**WHAT IS REQUIRED:**
Repeat the listing that follows exactly, please.

**DATA EXTRACTS:**
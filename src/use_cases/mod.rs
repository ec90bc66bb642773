pub mod create_payment;
pub mod dto;
pub mod get_payment_summary;
pub mod process_payment;
pub mod purge_payments;
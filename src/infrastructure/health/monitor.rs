use std::sync::Arc;
use std::time::Duration;

use arc_swap::ArcSwap;
use log::{debug, warn};
use redis::AsyncCommands;
use reqwest::Client;

use crate::domain::health::HealthSnapshot;
use crate::domain::payment::ProcessorKind;
use crate::domain::router::ProcessorRouter;
use crate::infrastructure::processors::http_processor_client::ProcessorEndpoints;

/// Hard cap on one health request.
pub const PROBE_TIMEOUT: Duration = Duration::from_secs(2);

/// One consistent observation of both processors. Replaced wholesale on
/// every probe so readers never see a half-updated pair.
#[derive(Debug, Clone, Copy)]
pub struct HealthBoard {
	pub default:  HealthSnapshot,
	pub fallback: HealthSnapshot,
}

impl HealthBoard {
	fn unknown() -> Self {
		Self {
			default:  HealthSnapshot::unknown(),
			fallback: HealthSnapshot::unknown(),
		}
	}
}

/// Probes the processors' health endpoints and keeps the latest snapshot
/// board readable without locks. The board is authoritative; the cache
/// mirror exists only so operators can peek at it.
#[derive(Clone)]
pub struct HealthMonitor {
	board:       Arc<ArcSwap<HealthBoard>>,
	endpoints:   ProcessorEndpoints,
	http_client: Client,
	cache:       Option<redis::Client>,
}

impl HealthMonitor {
	pub fn new(
		endpoints: ProcessorEndpoints,
		http_client: Client,
		cache: Option<redis::Client>,
	) -> Self {
		Self {
			board: Arc::new(ArcSwap::from_pointee(HealthBoard::unknown())),
			endpoints,
			http_client,
			cache,
		}
	}

	/// Probe both processors once and publish the refreshed board.
	pub async fn probe_once(&self) {
		for processor in [ProcessorKind::Default, ProcessorKind::Fallback] {
			let snapshot = self.probe(processor).await;
			self.apply(processor, snapshot);
			self.mirror(processor, &snapshot).await;
		}
	}

	async fn probe(&self, processor: ProcessorKind) -> HealthSnapshot {
		let url = format!(
			"{}/payments/service-health",
			self.endpoints.base_url(processor)
		);

		match self
			.http_client
			.get(&url)
			.timeout(PROBE_TIMEOUT)
			.send()
			.await
		{
			Ok(response) if response.status().is_success() => {
				match response.json::<HealthSnapshot>().await {
					Ok(snapshot) => snapshot,
					Err(e) => {
						warn!(
							"unreadable health response from {processor}: {e}"
						);
						HealthSnapshot::unknown()
					}
				}
			}
			Ok(response) => {
				warn!(
					"health probe for {processor} answered {}",
					response.status()
				);
				HealthSnapshot::unknown()
			}
			Err(e) => {
				warn!("health probe for {processor} failed: {e}");
				HealthSnapshot::unknown()
			}
		}
	}

	fn apply(&self, processor: ProcessorKind, snapshot: HealthSnapshot) {
		let current = self.board.load();
		let next = match processor {
			ProcessorKind::Default => HealthBoard {
				default:  snapshot,
				fallback: current.fallback,
			},
			ProcessorKind::Fallback => HealthBoard {
				default:  current.default,
				fallback: snapshot,
			},
		};
		self.board.store(Arc::new(next));
	}

	/// Write-through mirror for observability. Never read back; failures
	/// must not disturb routing.
	async fn mirror(&self, processor: ProcessorKind, snapshot: &HealthSnapshot) {
		let Some(cache) = &self.cache else {
			return;
		};

		let key = match processor {
			ProcessorKind::Default => "health_default",
			ProcessorKind::Fallback => "health_fallback",
		};
		let payload = match serde_json::to_string(snapshot) {
			Ok(payload) => payload,
			Err(e) => {
				debug!("failed to encode health snapshot for {processor}: {e}");
				return;
			}
		};

		match cache.get_multiplexed_async_connection().await {
			Ok(mut con) => {
				if let Err(e) = con.set::<_, _, ()>(key, payload).await {
					debug!("failed to mirror {key}: {e}");
				}
			}
			Err(e) => debug!("health mirror unavailable: {e}"),
		}
	}
}

impl ProcessorRouter for HealthMonitor {
	fn choose_best_processor(&self) -> ProcessorKind {
		let board = self.board.load();

		if !board.default.failing &&
			(board.fallback.failing ||
				board.default.min_response_time <=
					board.fallback.min_response_time)
		{
			ProcessorKind::Default
		} else if !board.fallback.failing {
			ProcessorKind::Fallback
		} else {
			// Both look dead; retry optimistically through the cheap one.
			ProcessorKind::Default
		}
	}
}

#[cfg(test)]
mod tests {
	use super::*;

	fn monitor() -> HealthMonitor {
		let endpoints = ProcessorEndpoints::new(
			"http://default:8080".to_string(),
			"http://fallback:8080".to_string(),
		);
		HealthMonitor::new(endpoints, Client::new(), None)
	}

	fn healthy(min_response_time: f64) -> HealthSnapshot {
		HealthSnapshot {
			failing: false,
			min_response_time,
		}
	}

	#[test]
	fn test_unprobed_monitor_still_routes_to_default() {
		assert_eq!(
			monitor().choose_best_processor(),
			ProcessorKind::Default
		);
	}

	#[test]
	fn test_faster_default_wins_over_healthy_fallback() {
		let monitor = monitor();
		monitor.apply(ProcessorKind::Default, healthy(10.0));
		monitor.apply(ProcessorKind::Fallback, healthy(20.0));

		assert_eq!(monitor.choose_best_processor(), ProcessorKind::Default);
	}

	#[test]
	fn test_equal_latency_prefers_default() {
		let monitor = monitor();
		monitor.apply(ProcessorKind::Default, healthy(15.0));
		monitor.apply(ProcessorKind::Fallback, healthy(15.0));

		assert_eq!(monitor.choose_best_processor(), ProcessorKind::Default);
	}

	#[test]
	fn test_slower_default_loses_to_fallback() {
		let monitor = monitor();
		monitor.apply(ProcessorKind::Default, healthy(80.0));
		monitor.apply(ProcessorKind::Fallback, healthy(20.0));

		assert_eq!(monitor.choose_best_processor(), ProcessorKind::Fallback);
	}

	#[test]
	fn test_failing_default_routes_to_fallback() {
		let monitor = monitor();
		monitor.apply(ProcessorKind::Default, HealthSnapshot::unknown());
		monitor.apply(ProcessorKind::Fallback, healthy(20.0));

		assert_eq!(monitor.choose_best_processor(), ProcessorKind::Fallback);
	}

	#[test]
	fn test_both_failing_falls_back_to_default() {
		let monitor = monitor();
		monitor.apply(ProcessorKind::Default, HealthSnapshot::unknown());
		monitor.apply(ProcessorKind::Fallback, HealthSnapshot::unknown());

		assert_eq!(monitor.choose_best_processor(), ProcessorKind::Default);
	}

	#[test]
	fn test_apply_replaces_only_one_side_of_the_board() {
		let monitor = monitor();
		monitor.apply(ProcessorKind::Default, healthy(10.0));
		monitor.apply(ProcessorKind::Fallback, healthy(20.0));
		monitor.apply(ProcessorKind::Default, HealthSnapshot::unknown());

		let board = monitor.board.load();
		assert!(board.default.failing);
		assert!(!board.fallback.failing);
		assert_eq!(board.fallback.min_response_time, 20.0);
	}
}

**EXPECTED ANSWER:**
filename src/use_cases/mod.rs
repository ec90bc66bb642773
pub mod create_payment;
pub mod dto;
pub mod get_payment_summary;
pub mod process_payment;
pub mod purge_payments;
filename src/infrastructure/health/monitor.rs
use std::sync::Arc;
use std::time::Duration;

use arc_swap::ArcSwap;
use log::{debug, warn};
use redis::AsyncCommands;
use reqwest::Client;

use crate::domain::health::HealthSnapshot;
use crate::domain::payment::ProcessorKind;
use crate::domain::router::ProcessorRouter;
use crate::infrastructure::processors::http_processor_client::ProcessorEndpoints;

/// Hard cap on one health request.
pub const PROBE_TIMEOUT: Duration = Duration::from_secs(2);

/// One consistent observation of both processors. Replaced wholesale on
/// every probe so readers never see a half-updated pair.
#[derive(Debug, Clone, Copy)]
pub struct HealthBoard {
	pub default:  HealthSnapshot,
	pub fallback: HealthSnapshot,
}

impl HealthBoard {
	fn unknown() -> Self {
		Self {
			default:  HealthSnapshot::unknown(),
			fallback: HealthSnapshot::unknown(),
		}
	}
}

/// Probes the processors' health endpoints and keeps the latest snapshot
/// board readable without locks. The board is authoritative; the cache
/// mirror exists only so operators can peek at it.
#[derive(Clone)]
pub struct HealthMonitor {
	board:       Arc<ArcSwap<HealthBoard>>,
	endpoints:   ProcessorEndpoints,
	http_client: Client,
	cache:       Option<redis::Client>,
}

impl HealthMonitor {
	pub fn new(
		endpoints: ProcessorEndpoints,
		http_client: Client,
		cache: Option<redis::Client>,
	) -> Self {
		Self {
			board: Arc::new(ArcSwap::from_pointee(HealthBoard::unknown())),
			endpoints,
			http_client,
			cache,
		}
	}

	/// Probe both processors once and publish the refreshed board.
	pub async fn probe_once(&self) {
		for processor in [ProcessorKind::Default, ProcessorKind::Fallback] {
			let snapshot = self.probe(processor).await;
			self.apply(processor, snapshot);
			self.mirror(processor, &snapshot).await;
		}
	}

	async fn probe(&self, processor: ProcessorKind) -> HealthSnapshot {
		let url = format!(
			"{}/payments/service-health",
			self.endpoints.base_url(processor)
		);

		match self
			.http_client
			.get(&url)
			.timeout(PROBE_TIMEOUT)
			.send()
			.await
		{
			Ok(response) if response.status().is_success() => {
				match response.json::<HealthSnapshot>().await {
					Ok(snapshot) => snapshot,
					Err(e) => {
						warn!(
							"unreadable health response from {processor}: {e}"
						);
						HealthSnapshot::unknown()
					}
				}
			}
			Ok(response) => {
				warn!(
					"health probe for {processor} answered {}",
					response.status()
				);
				HealthSnapshot::unknown()
			}
			Err(e) => {
				warn!("health probe for {processor} failed: {e}");
				HealthSnapshot::unknown()
			}
		}
	}

	fn apply(&self, processor: ProcessorKind, snapshot: HealthSnapshot) {
		let current = self.board.load();
		let next = match processor {
			ProcessorKind::Default => HealthBoard {
				default:  snapshot,
				fallback: current.fallback,
			},
			ProcessorKind::Fallback => HealthBoard {
				default:  current.default,
				fallback: snapshot,
			},
		};
		self.board.store(Arc::new(next));
	}

	/// Write-through mirror for observability. Never read back; failures
	/// must not disturb routing.
	async fn mirror(&self, processor: ProcessorKind, snapshot: &HealthSnapshot) {
		let Some(cache) = &self.cache else {
			return;
		};

		let key = match processor {
			ProcessorKind::Default => "health_default",
			ProcessorKind::Fallback => "health_fallback",
		};
		let payload = match serde_json::to_string(snapshot) {
			Ok(payload) => payload,
			Err(e) => {
				debug!("failed to encode health snapshot for {processor}: {e}");
				return;
			}
		};

		match cache.get_multiplexed_async_connection().await {
			Ok(mut con) => {
				if let Err(e) = con.set::<_, _, ()>(key, payload).await {
					debug!("failed to mirror {key}: {e}");
				}
			}
			Err(e) => debug!("health mirror unavailable: {e}"),
		}
	}
}

impl ProcessorRouter for HealthMonitor {
	fn choose_best_processor(&self) -> ProcessorKind {
		let board = self.board.load();

		if !board.default.failing &&
			(board.fallback.failing ||
				board.default.min_response_time <=
					board.fallback.min_response_time)
		{
			ProcessorKind::Default
		} else if !board.fallback.failing {
			ProcessorKind::Fallback
		} else {
			// Both look dead; retry optimistically through the cheap one.
			ProcessorKind::Default
		}
	}
}

#[cfg(test)]
mod tests {
	use super::*;

	fn monitor() -> HealthMonitor {
		let endpoints = ProcessorEndpoints::new(
			"http://default:8080".to_string(),
			"http://fallback:8080".to_string(),
		);
		HealthMonitor::new(endpoints, Client::new(), None)
	}

	fn healthy(min_response_time: f64) -> HealthSnapshot {
		HealthSnapshot {
			failing: false,
			min_response_time,
		}
	}

	#[test]
	fn test_unprobed_monitor_still_routes_to_default() {
		assert_eq!(
			monitor().choose_best_processor(),
			ProcessorKind::Default
		);
	}

	#[test]
	fn test_faster_default_wins_over_healthy_fallback() {
		let monitor = monitor();
		monitor.apply(ProcessorKind::Default, healthy(10.0));
		monitor.apply(ProcessorKind::Fallback, healthy(20.0));

		assert_eq!(monitor.choose_best_processor(), ProcessorKind::Default);
	}

	#[test]
	fn test_equal_latency_prefers_default() {
		let monitor = monitor();
		monitor.apply(ProcessorKind::Default, healthy(15.0));
		monitor.apply(ProcessorKind::Fallback, healthy(15.0));

		assert_eq!(monitor.choose_best_processor(), ProcessorKind::Default);
	}

	#[test]
	fn test_slower_default_loses_to_fallback() {
		let monitor = monitor();
		monitor.apply(ProcessorKind::Default, healthy(80.0));
		monitor.apply(ProcessorKind::Fallback, healthy(20.0));

		assert_eq!(monitor.choose_best_processor(), ProcessorKind::Fallback);
	}

	#[test]
	fn test_failing_default_routes_to_fallback() {
		let monitor = monitor();
		monitor.apply(ProcessorKind::Default, HealthSnapshot::unknown());
		monitor.apply(ProcessorKind::Fallback, healthy(20.0));

		assert_eq!(monitor.choose_best_processor(), ProcessorKind::Fallback);
	}

	#[test]
	fn test_both_failing_falls_back_to_default() {
		let monitor = monitor();
		monitor.apply(ProcessorKind::Default, HealthSnapshot::unknown());
		monitor.apply(ProcessorKind::Fallback, HealthSnapshot::unknown());

		assert_eq!(monitor.choose_best_processor(), ProcessorKind::Default);
	}

	#[test]
	fn test_apply_replaces_only_one_side_of_the_board() {
		let monitor = monitor();
		monitor.apply(ProcessorKind::Default, healthy(10.0));
		monitor.apply(ProcessorKind::Fallback, healthy(20.0));
		monitor.apply(ProcessorKind::Default, HealthSnapshot::unknown());

		let board = monitor.board.load();
		assert!(board.default.failing);
		assert!(!board.fallback.failing);
		assert_eq!(board.fallback.min_response_time, 20.0);
	}
}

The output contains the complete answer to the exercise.